**Data for review:**
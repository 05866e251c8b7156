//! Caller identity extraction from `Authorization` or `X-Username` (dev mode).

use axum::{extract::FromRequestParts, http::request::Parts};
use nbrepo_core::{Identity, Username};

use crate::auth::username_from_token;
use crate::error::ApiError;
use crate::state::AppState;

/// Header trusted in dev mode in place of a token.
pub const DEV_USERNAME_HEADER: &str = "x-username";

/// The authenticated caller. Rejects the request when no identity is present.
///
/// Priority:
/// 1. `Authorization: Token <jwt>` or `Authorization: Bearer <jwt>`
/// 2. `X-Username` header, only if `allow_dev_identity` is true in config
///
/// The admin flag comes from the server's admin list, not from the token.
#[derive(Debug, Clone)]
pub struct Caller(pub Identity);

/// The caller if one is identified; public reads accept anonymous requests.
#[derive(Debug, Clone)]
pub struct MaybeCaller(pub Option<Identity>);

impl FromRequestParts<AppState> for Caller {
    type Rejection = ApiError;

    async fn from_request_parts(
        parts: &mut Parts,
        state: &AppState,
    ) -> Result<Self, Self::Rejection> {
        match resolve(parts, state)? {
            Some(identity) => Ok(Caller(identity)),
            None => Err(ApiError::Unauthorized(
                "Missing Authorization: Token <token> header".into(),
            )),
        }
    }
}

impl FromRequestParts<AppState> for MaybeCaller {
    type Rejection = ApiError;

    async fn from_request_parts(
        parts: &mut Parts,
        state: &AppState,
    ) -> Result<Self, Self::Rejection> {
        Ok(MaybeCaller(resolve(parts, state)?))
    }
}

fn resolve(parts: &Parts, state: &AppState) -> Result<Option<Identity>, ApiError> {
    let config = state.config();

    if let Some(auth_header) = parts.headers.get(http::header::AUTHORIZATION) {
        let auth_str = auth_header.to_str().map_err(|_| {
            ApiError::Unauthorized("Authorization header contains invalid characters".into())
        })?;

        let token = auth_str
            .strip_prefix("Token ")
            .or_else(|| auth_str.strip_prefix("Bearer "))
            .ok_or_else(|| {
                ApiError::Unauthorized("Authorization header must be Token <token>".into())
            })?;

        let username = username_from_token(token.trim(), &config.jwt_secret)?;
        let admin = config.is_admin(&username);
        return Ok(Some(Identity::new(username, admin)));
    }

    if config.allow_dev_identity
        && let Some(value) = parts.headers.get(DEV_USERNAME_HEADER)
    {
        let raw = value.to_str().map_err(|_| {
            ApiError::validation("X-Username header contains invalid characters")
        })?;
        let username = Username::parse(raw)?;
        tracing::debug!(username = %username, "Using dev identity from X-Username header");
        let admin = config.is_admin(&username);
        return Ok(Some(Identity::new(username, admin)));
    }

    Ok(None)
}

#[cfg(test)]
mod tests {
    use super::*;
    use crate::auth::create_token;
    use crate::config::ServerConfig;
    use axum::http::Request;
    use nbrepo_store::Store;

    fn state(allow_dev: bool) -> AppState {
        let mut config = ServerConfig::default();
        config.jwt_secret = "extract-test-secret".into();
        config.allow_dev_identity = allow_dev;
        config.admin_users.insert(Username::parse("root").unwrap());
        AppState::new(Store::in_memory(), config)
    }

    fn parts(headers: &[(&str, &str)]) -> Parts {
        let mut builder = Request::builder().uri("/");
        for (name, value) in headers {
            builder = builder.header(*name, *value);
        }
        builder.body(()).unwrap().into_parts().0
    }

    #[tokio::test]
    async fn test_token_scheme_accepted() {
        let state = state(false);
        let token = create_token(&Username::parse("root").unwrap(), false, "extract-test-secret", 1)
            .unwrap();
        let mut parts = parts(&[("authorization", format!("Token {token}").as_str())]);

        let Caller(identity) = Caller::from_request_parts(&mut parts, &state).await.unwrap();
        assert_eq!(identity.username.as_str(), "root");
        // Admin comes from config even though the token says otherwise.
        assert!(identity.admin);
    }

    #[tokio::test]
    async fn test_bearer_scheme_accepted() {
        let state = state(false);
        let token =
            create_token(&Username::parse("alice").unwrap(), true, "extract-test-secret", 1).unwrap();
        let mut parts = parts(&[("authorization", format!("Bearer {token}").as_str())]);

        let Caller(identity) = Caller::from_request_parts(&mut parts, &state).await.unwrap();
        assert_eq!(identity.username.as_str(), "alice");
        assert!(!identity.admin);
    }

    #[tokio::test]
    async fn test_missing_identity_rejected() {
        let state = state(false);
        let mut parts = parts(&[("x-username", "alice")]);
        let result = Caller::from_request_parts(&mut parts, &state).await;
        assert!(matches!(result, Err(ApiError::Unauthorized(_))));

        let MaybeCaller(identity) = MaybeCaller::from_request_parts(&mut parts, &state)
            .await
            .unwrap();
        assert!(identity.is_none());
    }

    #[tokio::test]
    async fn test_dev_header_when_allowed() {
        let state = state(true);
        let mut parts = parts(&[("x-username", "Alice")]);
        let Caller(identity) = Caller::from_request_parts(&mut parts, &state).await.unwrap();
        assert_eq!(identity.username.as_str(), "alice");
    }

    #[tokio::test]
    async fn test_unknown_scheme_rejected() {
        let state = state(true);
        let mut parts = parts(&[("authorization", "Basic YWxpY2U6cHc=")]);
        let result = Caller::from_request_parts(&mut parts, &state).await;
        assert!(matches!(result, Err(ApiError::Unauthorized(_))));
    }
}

**Problem details:** Where in the records above does the word "struct" appear? Copy each line that holds it.

**Answer to this task:**
pub struct Caller(pub Identity);
pub struct MaybeCaller(pub Option<Identity>);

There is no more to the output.